REVIEWED BY DAVID VINEYARD:

   

THE ILLUSTRATED DETECTIVE MAGAZINE. September 1931; 10¢, 122pp, 9″ x 12″.

   This slick magazine distributed through Woolworths and published by Tower Books, is surely one of the strangest detective magazines of that or any other era. The full title includes The Illustrated Detective Magazine, Thrilling and Romantic Mysteries of Real Life, billed as “The Most Unusual Detective Magazine You Can Buy at any Price.”

   The magazine was aimed at women running from 1929 to 1932 and changed its title after thirty three issues to Mystery. Not all the stories are romantic in nature, though the bias in favor of women readers is fairly evident.

   The Illustrated Detective Magazine is an odd mix of disparate material. There are true crime and confession-style articles like “The Woman Who Paid With Her Life” by ‘a Police Official’ about the murder of blackmailer Vivian Gordon; “The Iron Czar” by Jim Roberts about early New York gangster Iron Man Becker; and “He Risked All for the Thrilling Chance,” asking what happened to the crusading detective/reporter of an earlier age, as well as beauty and cooking aids and articles on scientific detection.

   The issue’s fiction opens with a story called “Received Payment,” unbilled to any author but described as ‘another’ crime busting account of Mary Shane, who turns out to be an attractive semi-independent sleuth in this case helping to put bootleggers out of business who sell poisoned bathtub gin. It’s a fairly tough little story and Mary Shane tough as nails in her underworld dealings, if not particularly realistic or believable. It’s closer to the dime novel than hard boiled. This and some other features are illustrated with dramatized photographs while some have black and white illustrations, mostly handsomely done in wash rather than line, thanks to the slicker paper.

   This issue features the opening installment of “The Hollywood Bridal Night Murder” by Octavius Roy Cohen, featuring his popular fat jovial canny sleuth Jim Hanvey. Cohen was a sure seller on the front of magazines of the period, and Hanvey was popular enough to have two film outings. It’s standard Cohen fare, meaning entertaining but nothing special. You won’t be all that driven to find the later installments or the book publication unless you are an obsessive sort.

   The second big story in the issue is “The Egyptian Necklace” by R. T. M. Scott, an adventure of Aurelius Smith, a private detective who would form the basis for Richard Wentworth and the Spider when Scott wrote the first entry in that series. While the story is dated, it shows the strengths and weaknesses of the Smith series and Scott’s writing, and is the most pulp-like of the stories in this issue. It’s probably the story most readers here will enjoy the most, with its hints of melodrama and mystery from the East.

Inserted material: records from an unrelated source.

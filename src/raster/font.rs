use std::path::Path;

use anyhow::Context;
use fontdue::layout::{CoordinateSystem, GlyphPosition, Layout, LayoutSettings, TextStyle};
use image::RgbaImage;

use crate::{
    foundation::core::GLYPH_INK,
    foundation::error::{GlyphsetError, GlyphsetResult},
};

/// Tight bounding box of rendered glyph ink, in canvas pixel coordinates.
///
/// Fonts may report a non-zero top-left origin for their ink extents, so
/// `min_x`/`min_y` are not necessarily zero even for a layout anchored at the
/// origin.
#[derive(Clone, Copy, Debug, PartialEq)]
pub struct InkBounds {
    /// Left edge of the ink extents.
    pub min_x: f32,
    /// Top edge of the ink extents.
    pub min_y: f32,
    /// Right edge of the ink extents.
    pub max_x: f32,
    /// Bottom edge of the ink extents.
    pub max_y: f32,
}

impl InkBounds {
    /// Width of the ink box.
    pub fn width(self) -> f32 {
        self.max_x - self.min_x
    }

    /// Height of the ink box.
    pub fn height(self) -> f32 {
        self.max_y - self.min_y
    }
}

/// Measurement seam used by the auto-fit font size search.
///
/// The production implementation is [`LoadedFont`]; tests substitute fakes so
/// the search logic can be exercised without font files on disk.
pub trait MeasureGlyph {
    /// Measure the tight ink bounding box of `text` laid out at `size_px`.
    ///
    /// Returns `Ok(None)` when the laid-out text produces no ink at all
    /// (empty glyphs only).
    fn measure(&self, text: &str, size_px: f32) -> GlyphsetResult<Option<InkBounds>>;
}

/// Rendering seam: measurement plus ink blitting.
///
/// Everything the rasterizer needs from a font, so canvas assembly can be
/// exercised against fakes the same way the fit search is.
pub trait DrawGlyph: MeasureGlyph {
    /// Draw `text` onto `canvas` with its layout origin at `origin`.
    ///
    /// Glyph coverage lands in the opacity channel as black ink; overlapping
    /// glyphs keep the stronger coverage. Pixels outside the canvas are
    /// clipped. Characters the font cannot shape contribute no ink.
    fn blit_line(
        &self,
        canvas: &mut RgbaImage,
        text: &str,
        size_px: f32,
        origin: (f32, f32),
    ) -> GlyphsetResult<()>;
}

/// A scalable font loaded into memory, ready for measurement and blitting.
pub struct LoadedFont {
    font: fontdue::Font,
    name: String,
}

impl std::fmt::Debug for LoadedFont {
    fn fmt(&self, f: &mut std::fmt::Formatter<'_>) -> std::fmt::Result {
        f.debug_struct("LoadedFont")
            .field("name", &self.name)
            .field("glyph_count", &self.font.glyph_count())
            .finish()
    }
}

impl LoadedFont {
    /// Load a font from a file path. Missing or unreadable files are fatal.
    pub fn from_file(path: impl AsRef<Path>) -> GlyphsetResult<Self> {
        let path = path.as_ref();
        let bytes = std::fs::read(path)
            .with_context(|| format!("read font bytes from '{}'", path.display()))?;
        let label = path
            .file_stem()
            .and_then(|s| s.to_str())
            .unwrap_or("font")
            .to_string();
        Self::from_bytes(&bytes, label)
    }

    /// Parse a font from raw bytes, labeled for diagnostics.
    pub fn from_bytes(bytes: &[u8], label: impl Into<String>) -> GlyphsetResult<Self> {
        let label = label.into();
        let font = fontdue::Font::from_bytes(bytes, fontdue::FontSettings::default())
            .map_err(|e| GlyphsetError::validation(format!("parse font '{label}': {e}")))?;
        Ok(Self { font, name: label })
    }

    /// Diagnostic label for this font (file stem or caller-provided).
    pub fn name(&self) -> &str {
        &self.name
    }

    fn layout_line(&self, text: &str, size_px: f32) -> GlyphsetResult<Vec<GlyphPosition>> {
        if !size_px.is_finite() || size_px <= 0.0 {
            return Err(GlyphsetError::config(
                "font size must be finite and > 0",
            ));
        }
        let mut layout = Layout::new(CoordinateSystem::PositiveYDown);
        layout.reset(&LayoutSettings::default());
        layout.append(&[&self.font], &TextStyle::new(text, size_px, 0));
        Ok(layout.glyphs().clone())
    }

}

impl DrawGlyph for LoadedFont {
    fn blit_line(
        &self,
        canvas: &mut RgbaImage,
        text: &str,
        size_px: f32,
        origin: (f32, f32),
    ) -> GlyphsetResult<()> {
        let (cw, ch) = canvas.dimensions();
        for g in self.layout_line(text, size_px)? {
            if g.width == 0 || g.height == 0 || !g.char_data.rasterize() {
                continue;
            }
            let (_, coverage) = self.font.rasterize_config(g.key);
            let base_x = (g.x + origin.0).round() as i64;
            let base_y = (g.y + origin.1).round() as i64;
            for row in 0..g.height {
                for col in 0..g.width {
                    let cov = coverage[row * g.width + col];
                    if cov == 0 {
                        continue;
                    }
                    let px = base_x + col as i64;
                    let py = base_y + row as i64;
                    if px < 0 || py < 0 || px >= i64::from(cw) || py >= i64::from(ch) {
                        continue;
                    }
                    let pixel = canvas.get_pixel_mut(px as u32, py as u32);
                    let mut ink = GLYPH_INK;
                    ink.0[3] = pixel.0[3].max(cov);
                    *pixel = ink;
                }
            }
        }
        Ok(())
    }
}

impl MeasureGlyph for LoadedFont {
    fn measure(&self, text: &str, size_px: f32) -> GlyphsetResult<Option<InkBounds>> {
        let mut bounds: Option<InkBounds> = None;
        for g in self.layout_line(text, size_px)? {
            if g.width == 0 || g.height == 0 || !g.char_data.rasterize() {
                continue;
            }
            let (min_x, min_y) = (g.x, g.y);
            let (max_x, max_y) = (g.x + g.width as f32, g.y + g.height as f32);
            bounds = Some(match bounds {
                None => InkBounds {
                    min_x,
                    min_y,
                    max_x,
                    max_y,
                },
                Some(b) => InkBounds {
                    min_x: b.min_x.min(min_x),
                    min_y: b.min_y.min(min_y),
                    max_x: b.max_x.max(max_x),
                    max_y: b.max_y.max(max_y),
                },
            });
        }
        Ok(bounds)
    }
}

#[cfg(test)]
#[path = "../../tests/unit/raster/font.rs"]
mod tests;
pub mod font;
pub mod glyph;
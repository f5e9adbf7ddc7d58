//! Glyphset generates synthetic labeled image datasets for glyph-recognition
//! training.
//!
//! The crate turns scalable fonts into fixed-size transparent canvases and
//! multiplies them into training-scale variant sets.
//!
//! # Pipeline overview
//!
//! 1. **Rasterize**: `LoadedFont + GlyphSpec -> RgbaImage` — one centered,
//!    auto-fitted glyph per (font, text) pair ([`rasterize_glyph`]).
//! 2. **Expand**: `Vec<RgbaImage> + SweepParams -> Dataset` — the full
//!    Cartesian product of rotation/scale/translation variants, as a numeric
//!    slab or an image list ([`expand`]).
//! 3. **Drive** (optional): [`generate_corpus`] walks a fonts directory and
//!    writes one PNG per (font, digit) pair.
//!
//! The key design constraints:
//!
//! - **No unsafe**: `unsafe` is forbidden in this crate.
//! - **Deterministic-by-default**: expansion is pure and stable for a given
//!   input; there is no randomness anywhere in the pipeline.
//! - **IO at the edges only**: fonts are loaded up front and PNGs written at
//!   the end; measurement and transformation stages are IO-free.
//! - **Opacity carries the signal**: color channels are fixed; only the alpha
//!   channel distinguishes ink from background.
#![forbid(unsafe_code)]
#![deny(missing_docs)]

mod augment;
mod corpus;
mod foundation;
mod raster;

pub use augment::expand::{Dataset, OutputMode, expand};
pub use augment::sweep::{
    DEFAULT_ROTATION_RANGE_DEGREES, DEFAULT_SCALE_FACTORS, DEFAULT_TRANSLATION_PERCENTS,
    SweepParams, VariantParams,
};
pub use corpus::driver::{CorpusConfig, CorpusSummary, digit_texts, generate_corpus};
pub use foundation::core::{CANVAS_CLEAR, GLYPH_INK, square_side, transparent_canvas};
pub use foundation::error::{GlyphsetError, GlyphsetResult};
pub use raster::font::{DrawGlyph, InkBounds, LoadedFont, MeasureGlyph};
pub use raster::glyph::{
    DEFAULT_FIT_RATIO, DEFAULT_PIC_DIM, FitStrategy, GlyphSpec, auto_fit_size, rasterize_glyph,
    render_glyph,
};
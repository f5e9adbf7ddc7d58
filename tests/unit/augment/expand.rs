use super::*;
use image::Rgba;

use crate::foundation::error::GlyphsetError;

fn stamp(side: u32, marks: &[(u32, u32, u8)]) -> RgbaImage {
    let mut img = transparent_canvas(side);
    for &(x, y, a) in marks {
        img.put_pixel(x, y, Rgba([0, 0, 0, a]));
    }
    img
}

fn identity_sweep() -> SweepParams {
    SweepParams {
        scale_factors: vec![1.0],
        translation_offsets_px: vec![0],
        rotation_degrees: vec![0.0],
    }
}

#[test]
fn identity_tuple_reproduces_base_modulo_flip() {
    let side = 8u32;
    let base = stamp(side, &[(1, 2, 200), (6, 5, 90)]);

    let out = expand(&[base.clone()], &identity_sweep(), OutputMode::Array).unwrap();
    let Dataset::NumericSlab(slab) = out else {
        panic!("expected numeric slab");
    };
    assert_eq!(slab.shape(), &[1, 8, 8]);

    for row in 0..side {
        for col in 0..side {
            let expected = f32::from(base.get_pixel(col, side - 1 - row).0[3]) / 255.0;
            assert_eq!(slab[[0, row as usize, col as usize]], expected);
        }
    }
}

#[test]
fn identity_tuple_in_image_mode_is_the_opacity_channel() {
    let base = stamp(8, &[(3, 4, 128)]);
    let out = expand(&[base.clone()], &identity_sweep(), OutputMode::Image).unwrap();
    let Dataset::ImageList(imgs) = out else {
        panic!("expected image list");
    };
    assert_eq!(imgs.len(), 1);
    assert_eq!(imgs[0], opacity_channel(&base));
}

#[test]
fn full_side_translation_wraps_to_identity() {
    let side = 8u32;
    let base = stamp(side, &[(1, 2, 255), (5, 6, 40)]);
    let sweep = SweepParams {
        scale_factors: vec![1.0],
        translation_offsets_px: vec![side as i32],
        rotation_degrees: vec![0.0],
    };

    let out = expand(&[base.clone()], &sweep, OutputMode::Image).unwrap();
    let Dataset::ImageList(imgs) = out else {
        panic!("expected image list");
    };
    assert_eq!(imgs[0], opacity_channel(&base));
}

#[test]
fn translation_is_cyclic_not_clipping() {
    let base = stamp(8, &[(1, 1, 255)]);
    let sweep = SweepParams {
        scale_factors: vec![1.0],
        translation_offsets_px: vec![3],
        rotation_degrees: vec![0.0],
    };

    let out = expand(&[base], &sweep, OutputMode::Image).unwrap();
    let Dataset::ImageList(imgs) = out else {
        panic!("expected image list");
    };
    assert_eq!(imgs[0].get_pixel(4, 4).0[0], 255);
    assert_eq!(imgs[0].get_pixel(1, 1).0[0], 0);

    // A shift that pushes the mark off the left edge re-enters on the right.
    let base = stamp(8, &[(1, 1, 255)]);
    let wrapped = offset_wrap(&base, -3, 0);
    assert_eq!(wrapped.get_pixel(6, 1).0[3], 255);
}

#[test]
fn scaling_shrinks_in_place_with_transparent_border() {
    let side = 8u32;
    let base = RgbaImage::from_pixel(side, side, Rgba([0, 0, 0, 255]));
    let sweep = SweepParams {
        scale_factors: vec![0.5],
        translation_offsets_px: vec![0],
        rotation_degrees: vec![0.0],
    };

    let out = expand(&[base], &sweep, OutputMode::Image).unwrap();
    let Dataset::ImageList(imgs) = out else {
        panic!("expected image list");
    };
    // new_side = floor(8 * 0.5) = 4, border 2: content sits in [2, 6).
    assert_eq!(imgs[0].dimensions(), (8, 8));
    assert_eq!(imgs[0].get_pixel(0, 0).0[0], 0);
    assert_eq!(imgs[0].get_pixel(7, 7).0[0], 0);
    assert_eq!(imgs[0].get_pixel(3, 3).0[0], 255);
}

#[test]
fn output_follows_base_outer_then_sweep_order() {
    let base_a = stamp(8, &[(0, 0, 100)]);
    let base_b = stamp(8, &[(0, 0, 220)]);
    let sweep = SweepParams {
        scale_factors: vec![1.0],
        translation_offsets_px: vec![0, 2],
        rotation_degrees: vec![0.0],
    };

    let out = expand(&[base_a, base_b], &sweep, OutputMode::Image).unwrap();
    let Dataset::ImageList(imgs) = out else {
        panic!("expected image list");
    };
    assert_eq!(imgs.len(), 8);

    // First base's variants come first, offsets enumerated (0,0) (0,2) (2,0) (2,2).
    assert_eq!(imgs[0].get_pixel(0, 0).0[0], 100);
    assert_eq!(imgs[1].get_pixel(0, 2).0[0], 100);
    assert_eq!(imgs[2].get_pixel(2, 0).0[0], 100);
    assert_eq!(imgs[3].get_pixel(2, 2).0[0], 100);
    assert_eq!(imgs[4].get_pixel(0, 0).0[0], 220);
}

#[test]
fn dataset_order_matches_parameter_enumeration() {
    let base = stamp(8, &[(0, 0, 255)]);
    let sweep = SweepParams {
        scale_factors: vec![1.0],
        translation_offsets_px: vec![0, 1, 3],
        rotation_degrees: vec![0.0],
    };

    let out = expand(&[base], &sweep, OutputMode::Image).unwrap();
    let Dataset::ImageList(imgs) = out else {
        panic!("expected image list");
    };

    // The mark at (0, 0) must land exactly where the i-th parameter tuple
    // says it shifted to.
    let params: Vec<_> = sweep.enumerate().collect();
    assert_eq!(imgs.len(), params.len());
    for (img, v) in imgs.iter().zip(&params) {
        assert_eq!(img.get_pixel(v.offset_x as u32, v.offset_y as u32).0[0], 255);
    }
}

#[test]
fn rotation_exposes_transparent_corners_only() {
    let side = 16u32;
    let base = RgbaImage::from_pixel(side, side, Rgba([0, 0, 0, 255]));
    let rotated = rotate_canvas(&base, 6.0);
    assert_eq!(rotated.dimensions(), (side, side));
    // Corners swing outside the canvas; the center never moves.
    assert_eq!(rotated.get_pixel(0, 0).0[3], 0);
    assert_eq!(rotated.get_pixel(8, 8).0[3], 255);
}

#[test]
fn default_sweep_produces_the_full_product() {
    let base = stamp(16, &[(4, 4, 255)]);
    let sweep = SweepParams {
        scale_factors: vec![1.0, 0.87],
        translation_offsets_px: vec![-1, 0, 1],
        rotation_degrees: vec![-2.0, 0.0, 2.0],
    };
    let out = expand(&[base.clone(), base], &sweep, OutputMode::Array).unwrap();
    // 2 bases * 3 rotations * 2 scales * 3^2 translations
    assert_eq!(out.len(), 108);
    let Dataset::NumericSlab(slab) = out else {
        panic!("expected numeric slab");
    };
    assert_eq!(slab.shape(), &[108, 16, 16]);
}

#[test]
fn empty_input_is_a_validation_error() {
    let err = expand(&[], &identity_sweep(), OutputMode::Array).unwrap_err();
    assert!(matches!(err, GlyphsetError::Validation(_)));
}

#[test]
fn mismatched_base_sizes_fail_before_any_transform() {
    let bases = vec![stamp(8, &[]), stamp(16, &[])];
    let err = expand(&bases, &identity_sweep(), OutputMode::Array).unwrap_err();
    assert!(matches!(err, GlyphsetError::Validation(_)));
}

#[test]
fn non_square_base_is_a_validation_error() {
    let bases = vec![RgbaImage::new(8, 6)];
    let err = expand(&bases, &identity_sweep(), OutputMode::Image).unwrap_err();
    assert!(matches!(err, GlyphsetError::Validation(_)));
}

#[test]
fn invalid_sweep_is_a_configuration_error() {
    let base = stamp(8, &[]);
    let sweep = SweepParams {
        scale_factors: vec![],
        translation_offsets_px: vec![0],
        rotation_degrees: vec![0.0],
    };
    let err = expand(&[base], &sweep, OutputMode::Array).unwrap_err();
    assert!(matches!(err, GlyphsetError::Config(_)));
}
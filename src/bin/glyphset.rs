use std::path::PathBuf;

use clap::{Parser, ValueEnum};

#[derive(Parser, Debug)]
#[command(
    name = "glyphset",
    version,
    about = "Render a labeled glyph image corpus from a directory of fonts"
)]
struct Cli {
    /// Directory containing .ttf font files.
    #[arg(long, default_value = "fonts")]
    fonts_dir: PathBuf,

    /// Dataset root; one subdirectory per font is created inside.
    #[arg(long, default_value = "digits_dataset")]
    out_dir: PathBuf,

    /// Characters to render, one image per character.
    #[arg(long, default_value = "0123456789")]
    chars: String,

    /// Canvas side length in pixels.
    #[arg(long, default_value_t = glyphset::DEFAULT_PIC_DIM)]
    pic_dim: u32,

    /// Use pic-dim as the font size directly instead of auto-fitting.
    #[arg(long)]
    no_auto_fit: bool,

    /// Stop rule for the auto-fit font size search.
    #[arg(long, value_enum, default_value_t = FitStrategyChoice::Overshoot)]
    fit_strategy: FitStrategyChoice,

    /// Draw the measured bounding box outline (visual verification only).
    #[arg(long)]
    debug_box: bool,
}

#[derive(Clone, Copy, Debug, ValueEnum)]
enum FitStrategyChoice {
    /// First font size whose ink box reaches the fit threshold (legacy).
    Overshoot,
    /// Largest font size that stays strictly under the threshold.
    LargestThatFits,
}

impl From<FitStrategyChoice> for glyphset::FitStrategy {
    fn from(value: FitStrategyChoice) -> Self {
        match value {
            FitStrategyChoice::Overshoot => glyphset::FitStrategy::Overshoot,
            FitStrategyChoice::LargestThatFits => glyphset::FitStrategy::LargestThatFits,
        }
    }
}

fn main() -> anyhow::Result<()> {
    let cli = Cli::parse();

    let cfg = glyphset::CorpusConfig {
        fonts_dir: cli.fonts_dir,
        out_dir: cli.out_dir,
        texts: cli.chars.chars().map(|c| c.to_string()).collect(),
        pic_dim: cli.pic_dim,
        auto_fit: !cli.no_auto_fit,
        fit_strategy: cli.fit_strategy.into(),
        debug_box: cli.debug_box,
    };

    let summary = glyphset::generate_corpus(&cfg)?;
    eprintln!(
        "wrote {} images for {} fonts under {}",
        summary.images,
        summary.fonts,
        cfg.out_dir.display()
    );
    Ok(())
}
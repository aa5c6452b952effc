//! Source fingerprinting for verification reports.
//!
//! This module provides deterministic hashing of the source files handed to
//! a verification run, so a report can be tied to the exact code it checked.

use sha2::{Digest, Sha256};

use crate::deployer::SourceFile;

/// Hasher for computing source fingerprints.
#[derive(Debug, Default)]
pub struct SourceHasher;

impl SourceHasher {
    /// Creates a new source hasher.
    #[must_use]
    pub const fn new() -> Self {
        Self
    }

    /// Computes a hash over a set of source files.
    ///
    /// Files are hashed in path order, so the input order does not matter.
    /// Path and content lengths are mixed in to keep boundaries unambiguous.
    #[must_use]
    pub fn hash_sources(&self, files: &[SourceFile]) -> String {
        let mut sorted: Vec<&SourceFile> = files.iter().collect();
        sorted.sort_by(|a, b| a.relative_path().cmp(b.relative_path()));

        let mut hasher = Sha256::new();
        for file in sorted {
            let path = file.relative_path().to_string_lossy();
            hasher.update((path.len() as u64).to_be_bytes());
            hasher.update(path.as_bytes());
            hasher.update((file.content().len() as u64).to_be_bytes());
            hasher.update(file.content());
        }

        hex::encode(hasher.finalize())
    }

    /// Computes a short hash (first 8 characters) for display purposes.
    #[must_use]
    pub fn short_hash(&self, hash: &str) -> String {
        hash.chars().take(8).collect()
    }
}
//! eCat CLI entrypoint.
//!
//! This is the main entrypoint for the ecat command-line tool.

use std::path::{Path, PathBuf};
use std::process::ExitCode;
use std::sync::Arc;

use ecat::cli::{Cli, Commands, OutputFormatter};
use ecat::config::{ConfigParser, ConfigValidator, EcatConfig, find_config_file};
use ecat::deployer::{DeploymentIdentity, FileProvider, LocalDirectoryProvider};
use ecat::error::{EcatError, Result, WrongStateError};
use ecat::reporter::Reporter;
use ecat::state::{StateNormalizer, TerraformState, diff_states};
use ecat::terraform::{CommandRunner, TokioCommandRunner};
use ecat::verifier::DeploymentVerifier;

use clap::Parser;
use tracing::{debug, info};
use tracing_subscriber::EnvFilter;

/// Main entrypoint.
fn main() -> ExitCode {
    let cli = Cli::parse();

    let config = match load_config(cli.config.as_deref()) {
        Ok(config) => config,
        Err(e) => {
            eprintln!("Error: {e}");
            return ExitCode::FAILURE;
        }
    };

    // Initialize logging
    init_logging(
        cli.verbose || config.logging.debug,
        cli.json_logging || config.logging.json,
    );

    // Run async runtime
    let runtime = match tokio::runtime::Runtime::new() {
        Ok(rt) => rt,
        Err(e) => {
            eprintln!("Failed to create async runtime: {e}");
            return ExitCode::FAILURE;
        }
    };

    let formatter = OutputFormatter::new(cli.output);
    match runtime.block_on(run(cli.command, config, &formatter)) {
        Ok(true) => ExitCode::SUCCESS,
        Ok(false) => ExitCode::FAILURE,
        Err(e) => {
            eprintln!("{}", formatter.format_error(&e.to_string()));
            ExitCode::FAILURE
        }
    }
}

/// Initializes the logging system.
///
/// `RUST_LOG` takes precedence over the verbosity flag.
fn init_logging(verbose: bool, json: bool) {
    let default_level = if verbose { "debug" } else { "info" };
    let filter = EnvFilter::try_from_default_env().unwrap_or_else(|_| EnvFilter::new(default_level));

    let builder = tracing_subscriber::fmt()
        .with_env_filter(filter)
        .with_target(false)
        .with_writer(std::io::stderr);

    if json {
        builder.json().init();
    } else {
        builder.init();
    }
}

/// Main async entry point. Returns whether the command succeeded.
async fn run(command: Commands, config: EcatConfig, formatter: &OutputFormatter) -> Result<bool> {
    match command {
        Commands::Verify {
            project_id,
            code_dir,
            config_dir,
        } => cmd_verify(config, &project_id, code_dir, config_dir, formatter).await,
        Commands::Validate => cmd_validate(&config, formatter),
        Commands::Normalize { state } => cmd_normalize(&state, formatter).await,
        Commands::Compare { a, b } => cmd_compare(&a, &b, formatter).await,
    }
}

/// Verify a project.
async fn cmd_verify(
    config: EcatConfig,
    project_id: &str,
    code_dir: PathBuf,
    config_dir: Option<PathBuf>,
    formatter: &OutputFormatter,
) -> Result<bool> {
    ConfigValidator::new().validate(&config)?;
    ConfigValidator::validate_project_id(project_id)?;

    let identity = DeploymentIdentity::real(project_id, config.verification.cloud.as_str())?;

    let mut provider = LocalDirectoryProvider::new(code_dir);
    if let Some(dir) = config_dir {
        provider = provider.with_overlay(dir);
    }
    let files = provider.files().await?;
    info!("Collected {} source file(s)", files.len());

    let runner: Arc<dyn CommandRunner> =
        Arc::new(TokioCommandRunner::new().with_timeout(config.terraform.command_timeout()));
    let reporter = Reporter::from_config(&config.reporting);
    let mut verifier = DeploymentVerifier::new(config, runner, reporter);

    match verifier.verify(&identity, &files).await {
        Ok(report) => {
            println!("{}", formatter.format_report(&report));
            Ok(true)
        }
        Err(e) => {
            if let EcatError::WrongState(WrongStateError::StateDivergence { differences, .. }) = &e {
                println!("{}", formatter.format_comparison(differences));
            }
            match verifier.last_report() {
                Some(report) => println!("{}", formatter.format_report(report)),
                None => eprintln!("{}", formatter.format_error(&e.to_string())),
            }
            Ok(false)
        }
    }
}

/// Validate configuration.
fn cmd_validate(config: &EcatConfig, formatter: &OutputFormatter) -> Result<bool> {
    let result = ConfigValidator::new().validate(config)?;
    println!("{}", formatter.format_validation(&result));
    Ok(result.is_valid())
}

/// Print a normalized state document.
async fn cmd_normalize(path: &Path, formatter: &OutputFormatter) -> Result<bool> {
    let state = read_state(path).await?;
    let normalized = StateNormalizer::new().normalize(&state);
    println!("{}", formatter.format_state(&normalized));
    Ok(true)
}

/// Compare two state documents.
async fn cmd_compare(a: &Path, b: &Path, formatter: &OutputFormatter) -> Result<bool> {
    let normalizer = StateNormalizer::new();
    let a = normalizer.normalize(&read_state(a).await?);
    let b = normalizer.normalize(&read_state(b).await?);

    let differences = diff_states(&a, &b)?;
    println!("{}", formatter.format_comparison(&differences));
    Ok(differences.is_empty())
}

// ============================================================================
// Helper Functions
// ============================================================================

/// Loads the configuration, falling back to defaults when no file exists.
fn load_config(config_path: Option<&Path>) -> Result<EcatConfig> {
    let config_file = config_path.map_or_else(|| find_config_file("."), |path| Some(path.to_path_buf()));

    let base = config_file
        .as_deref()
        .and_then(Path::parent)
        .map_or_else(|| PathBuf::from("."), Path::to_path_buf);
    let parser = ConfigParser::new().with_base_path(base);
    parser.load_dotenv()?;

    if let Some(path) = &config_file {
        debug!("Loading configuration from: {}", path.display());
    }
    parser.load_with_env(config_file.as_deref())
}

/// Reads a state document from disk.
async fn read_state(path: &Path) -> Result<TerraformState> {
    let content = tokio::fs::read_to_string(path).await?;
    TerraformState::from_json(&content)
}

   Major fiction entry number three is a humorous tale by Ellis Parker Butler, “The Heckly Hill Murder” featuring ‘Oliver Spotts, the Near Detective of Mud Cove, Long Island.’ It is a moderately amusing romp by a well known humorist of his time, but mindful too that whimsey doesn’t always survive the passage of time. It shows Butler’s talents to good effect but how a modern reader reacts to it is anyone’s guess.

   The rest of the magazine includes a sort of fictionalized expose called “The Queen of the Beggars” by James Jeffrey O’Brien, about a young man who runs afoul to the beautiful and dangerous self styled ‘queen’ of the big city beggars. There are also some rather sensational ‘true confession’ pieces, a bit on code-breaking, a plea and offer of a $1,000 reward for information leading to the discovery of Judge Crater, and articles on fingerprinting and other aspects of police work, interspersed with ads for Woolworths, articles sold at Woolworths, and publications of Tower Books.

   All in all it is a very odd little magazine, but a pretty good bargain for a dime if you happened to be shopping in Woolworths. This was the third issue, and it continued until 1932 in more or less the same vein. It is certainly one of the stranger magazines of its type I’ve run across.